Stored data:

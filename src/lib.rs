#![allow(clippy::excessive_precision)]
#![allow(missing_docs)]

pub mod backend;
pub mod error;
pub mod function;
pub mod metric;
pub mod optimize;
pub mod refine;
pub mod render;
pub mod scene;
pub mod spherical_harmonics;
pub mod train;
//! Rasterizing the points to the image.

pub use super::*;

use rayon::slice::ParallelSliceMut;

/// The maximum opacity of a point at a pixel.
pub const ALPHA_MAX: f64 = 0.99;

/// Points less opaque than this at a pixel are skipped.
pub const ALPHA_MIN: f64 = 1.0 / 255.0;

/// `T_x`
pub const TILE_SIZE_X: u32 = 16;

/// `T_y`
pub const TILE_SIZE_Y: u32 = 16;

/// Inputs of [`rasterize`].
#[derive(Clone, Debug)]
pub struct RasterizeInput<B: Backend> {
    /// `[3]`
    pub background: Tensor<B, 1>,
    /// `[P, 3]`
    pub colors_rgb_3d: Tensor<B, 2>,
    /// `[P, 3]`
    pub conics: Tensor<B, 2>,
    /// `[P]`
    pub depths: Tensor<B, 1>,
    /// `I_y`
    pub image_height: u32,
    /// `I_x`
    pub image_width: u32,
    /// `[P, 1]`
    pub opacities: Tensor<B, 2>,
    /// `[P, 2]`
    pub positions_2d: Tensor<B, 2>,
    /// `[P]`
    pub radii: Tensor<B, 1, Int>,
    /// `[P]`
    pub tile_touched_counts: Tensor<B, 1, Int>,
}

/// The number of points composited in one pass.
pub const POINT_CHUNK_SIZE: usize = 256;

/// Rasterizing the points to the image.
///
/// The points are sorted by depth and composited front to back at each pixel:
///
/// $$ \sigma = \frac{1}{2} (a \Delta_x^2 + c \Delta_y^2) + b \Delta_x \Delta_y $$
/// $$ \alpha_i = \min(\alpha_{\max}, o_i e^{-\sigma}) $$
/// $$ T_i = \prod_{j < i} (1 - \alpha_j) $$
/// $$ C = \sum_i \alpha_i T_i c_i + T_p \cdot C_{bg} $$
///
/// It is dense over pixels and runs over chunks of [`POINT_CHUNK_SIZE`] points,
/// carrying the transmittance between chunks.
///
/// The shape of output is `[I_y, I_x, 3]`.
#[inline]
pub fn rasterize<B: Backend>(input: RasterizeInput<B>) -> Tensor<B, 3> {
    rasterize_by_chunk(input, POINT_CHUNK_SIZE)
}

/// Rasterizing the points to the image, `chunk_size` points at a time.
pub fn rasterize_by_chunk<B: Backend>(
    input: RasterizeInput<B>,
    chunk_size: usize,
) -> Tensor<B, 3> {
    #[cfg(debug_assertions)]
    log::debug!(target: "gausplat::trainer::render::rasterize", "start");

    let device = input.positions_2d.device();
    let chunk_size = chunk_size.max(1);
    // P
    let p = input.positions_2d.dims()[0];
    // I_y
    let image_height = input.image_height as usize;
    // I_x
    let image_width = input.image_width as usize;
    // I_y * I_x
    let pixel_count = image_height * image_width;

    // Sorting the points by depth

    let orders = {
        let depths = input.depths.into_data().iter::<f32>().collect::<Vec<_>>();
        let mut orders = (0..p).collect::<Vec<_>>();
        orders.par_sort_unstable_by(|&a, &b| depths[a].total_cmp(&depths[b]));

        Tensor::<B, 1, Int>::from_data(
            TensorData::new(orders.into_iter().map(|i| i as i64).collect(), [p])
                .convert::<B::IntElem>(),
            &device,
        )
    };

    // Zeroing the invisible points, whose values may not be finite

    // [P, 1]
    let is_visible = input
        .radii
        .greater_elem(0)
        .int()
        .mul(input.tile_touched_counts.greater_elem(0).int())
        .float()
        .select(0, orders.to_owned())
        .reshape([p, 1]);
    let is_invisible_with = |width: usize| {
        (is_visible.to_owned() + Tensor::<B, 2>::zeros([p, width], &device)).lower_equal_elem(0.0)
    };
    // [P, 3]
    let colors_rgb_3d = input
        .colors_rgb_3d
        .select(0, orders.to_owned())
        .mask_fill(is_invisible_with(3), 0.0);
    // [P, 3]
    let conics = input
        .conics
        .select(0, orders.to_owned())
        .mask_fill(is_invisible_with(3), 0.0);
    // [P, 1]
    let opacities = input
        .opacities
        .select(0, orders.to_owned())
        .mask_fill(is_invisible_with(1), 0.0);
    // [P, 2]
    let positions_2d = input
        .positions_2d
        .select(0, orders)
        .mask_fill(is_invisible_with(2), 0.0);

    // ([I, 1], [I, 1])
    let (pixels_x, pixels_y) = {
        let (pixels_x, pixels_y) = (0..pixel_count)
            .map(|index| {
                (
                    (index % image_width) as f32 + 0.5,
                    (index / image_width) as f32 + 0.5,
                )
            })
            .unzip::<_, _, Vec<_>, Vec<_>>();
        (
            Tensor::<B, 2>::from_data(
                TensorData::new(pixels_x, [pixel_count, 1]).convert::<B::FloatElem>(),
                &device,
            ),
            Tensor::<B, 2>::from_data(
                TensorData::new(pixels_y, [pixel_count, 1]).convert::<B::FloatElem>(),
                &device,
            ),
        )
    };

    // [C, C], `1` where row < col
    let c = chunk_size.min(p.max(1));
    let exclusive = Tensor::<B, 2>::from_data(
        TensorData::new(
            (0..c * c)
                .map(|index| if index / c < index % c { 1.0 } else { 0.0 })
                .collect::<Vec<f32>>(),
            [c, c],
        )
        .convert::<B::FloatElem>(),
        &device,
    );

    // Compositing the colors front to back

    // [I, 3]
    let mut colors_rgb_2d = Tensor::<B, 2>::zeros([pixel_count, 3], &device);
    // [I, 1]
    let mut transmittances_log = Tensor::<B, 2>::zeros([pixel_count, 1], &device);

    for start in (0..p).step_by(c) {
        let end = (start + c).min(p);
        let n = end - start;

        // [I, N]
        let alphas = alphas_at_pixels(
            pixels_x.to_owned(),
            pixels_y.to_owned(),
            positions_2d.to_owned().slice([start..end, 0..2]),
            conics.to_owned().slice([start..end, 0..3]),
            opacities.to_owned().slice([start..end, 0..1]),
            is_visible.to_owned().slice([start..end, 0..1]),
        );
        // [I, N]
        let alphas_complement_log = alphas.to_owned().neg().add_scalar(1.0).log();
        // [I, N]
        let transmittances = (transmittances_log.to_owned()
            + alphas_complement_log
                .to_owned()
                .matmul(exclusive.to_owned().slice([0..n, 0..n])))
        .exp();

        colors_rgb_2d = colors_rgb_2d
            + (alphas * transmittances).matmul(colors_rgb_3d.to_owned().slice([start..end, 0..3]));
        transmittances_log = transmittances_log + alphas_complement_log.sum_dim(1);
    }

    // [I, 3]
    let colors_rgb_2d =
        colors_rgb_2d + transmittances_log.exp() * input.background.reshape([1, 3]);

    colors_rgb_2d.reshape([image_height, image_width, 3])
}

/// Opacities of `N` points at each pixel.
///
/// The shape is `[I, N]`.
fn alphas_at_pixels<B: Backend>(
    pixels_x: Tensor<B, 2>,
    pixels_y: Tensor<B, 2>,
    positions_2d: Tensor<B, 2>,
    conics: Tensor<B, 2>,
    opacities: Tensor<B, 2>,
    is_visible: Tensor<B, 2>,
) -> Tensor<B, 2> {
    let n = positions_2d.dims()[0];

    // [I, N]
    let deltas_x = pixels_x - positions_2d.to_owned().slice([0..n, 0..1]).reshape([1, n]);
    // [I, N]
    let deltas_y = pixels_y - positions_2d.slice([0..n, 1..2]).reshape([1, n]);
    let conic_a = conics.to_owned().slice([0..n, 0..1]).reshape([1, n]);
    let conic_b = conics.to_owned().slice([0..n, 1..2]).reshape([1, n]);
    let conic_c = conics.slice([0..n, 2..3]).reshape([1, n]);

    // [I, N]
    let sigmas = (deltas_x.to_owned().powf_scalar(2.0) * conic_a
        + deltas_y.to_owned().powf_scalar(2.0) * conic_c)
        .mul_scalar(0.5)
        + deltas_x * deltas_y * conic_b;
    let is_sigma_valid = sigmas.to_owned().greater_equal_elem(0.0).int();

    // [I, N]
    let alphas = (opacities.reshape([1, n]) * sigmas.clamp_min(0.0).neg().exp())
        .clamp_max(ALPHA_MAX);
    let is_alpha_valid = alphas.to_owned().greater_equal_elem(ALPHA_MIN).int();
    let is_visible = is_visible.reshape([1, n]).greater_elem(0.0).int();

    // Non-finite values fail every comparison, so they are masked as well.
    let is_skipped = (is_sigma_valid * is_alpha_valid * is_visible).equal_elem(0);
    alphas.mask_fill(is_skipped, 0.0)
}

● Work item
Say how many lines in the records include the string "FloatElem", giving the figure by itself.

● Response
3